- Activity -
Find each line below containing the word "boolean" and copy it.

- Provided material -

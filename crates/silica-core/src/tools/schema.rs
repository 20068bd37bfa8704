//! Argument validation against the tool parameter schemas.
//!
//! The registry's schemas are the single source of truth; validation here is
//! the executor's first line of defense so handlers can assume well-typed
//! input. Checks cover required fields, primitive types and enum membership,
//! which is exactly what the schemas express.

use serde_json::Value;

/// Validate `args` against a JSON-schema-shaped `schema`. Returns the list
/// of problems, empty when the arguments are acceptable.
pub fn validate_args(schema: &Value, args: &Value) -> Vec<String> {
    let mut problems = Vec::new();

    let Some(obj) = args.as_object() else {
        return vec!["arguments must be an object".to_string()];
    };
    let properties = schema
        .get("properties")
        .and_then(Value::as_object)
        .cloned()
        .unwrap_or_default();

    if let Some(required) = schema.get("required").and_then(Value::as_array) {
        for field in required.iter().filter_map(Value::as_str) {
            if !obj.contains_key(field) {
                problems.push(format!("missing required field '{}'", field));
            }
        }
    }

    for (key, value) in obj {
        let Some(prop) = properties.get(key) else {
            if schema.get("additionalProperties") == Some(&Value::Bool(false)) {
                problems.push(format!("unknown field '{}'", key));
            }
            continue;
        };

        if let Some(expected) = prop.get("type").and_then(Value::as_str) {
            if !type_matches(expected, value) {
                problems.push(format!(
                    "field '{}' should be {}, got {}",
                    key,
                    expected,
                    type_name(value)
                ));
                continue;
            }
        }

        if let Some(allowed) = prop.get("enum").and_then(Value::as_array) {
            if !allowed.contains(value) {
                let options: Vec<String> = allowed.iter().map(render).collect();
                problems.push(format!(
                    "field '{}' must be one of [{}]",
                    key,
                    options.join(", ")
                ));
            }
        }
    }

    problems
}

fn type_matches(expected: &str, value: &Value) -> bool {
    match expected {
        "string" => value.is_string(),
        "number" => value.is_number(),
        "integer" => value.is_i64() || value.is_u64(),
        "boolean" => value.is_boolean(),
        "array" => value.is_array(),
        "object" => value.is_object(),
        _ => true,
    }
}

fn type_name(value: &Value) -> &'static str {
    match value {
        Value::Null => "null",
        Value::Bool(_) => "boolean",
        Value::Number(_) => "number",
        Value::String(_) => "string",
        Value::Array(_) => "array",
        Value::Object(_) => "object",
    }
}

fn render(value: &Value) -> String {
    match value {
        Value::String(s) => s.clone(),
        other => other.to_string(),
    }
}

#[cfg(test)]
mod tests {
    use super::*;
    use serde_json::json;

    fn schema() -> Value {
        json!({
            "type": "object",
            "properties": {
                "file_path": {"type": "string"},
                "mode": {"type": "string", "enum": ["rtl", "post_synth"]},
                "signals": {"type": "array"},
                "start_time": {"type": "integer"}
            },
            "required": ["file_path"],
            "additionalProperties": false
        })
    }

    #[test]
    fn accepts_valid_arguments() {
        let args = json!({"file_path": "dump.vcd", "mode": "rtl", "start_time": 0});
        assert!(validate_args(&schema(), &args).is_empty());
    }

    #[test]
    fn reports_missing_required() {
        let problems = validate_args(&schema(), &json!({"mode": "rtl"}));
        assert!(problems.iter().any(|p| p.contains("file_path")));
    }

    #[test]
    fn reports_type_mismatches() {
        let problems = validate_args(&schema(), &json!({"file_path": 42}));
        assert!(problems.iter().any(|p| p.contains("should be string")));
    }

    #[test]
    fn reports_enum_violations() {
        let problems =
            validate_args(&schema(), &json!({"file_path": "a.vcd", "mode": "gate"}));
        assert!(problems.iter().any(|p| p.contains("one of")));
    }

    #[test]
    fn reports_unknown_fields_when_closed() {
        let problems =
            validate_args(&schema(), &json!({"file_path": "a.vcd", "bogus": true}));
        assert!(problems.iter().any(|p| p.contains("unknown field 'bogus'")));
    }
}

- Answer to this problem -
        "boolean" => value.is_boolean(),
        Value::Bool(_) => "boolean",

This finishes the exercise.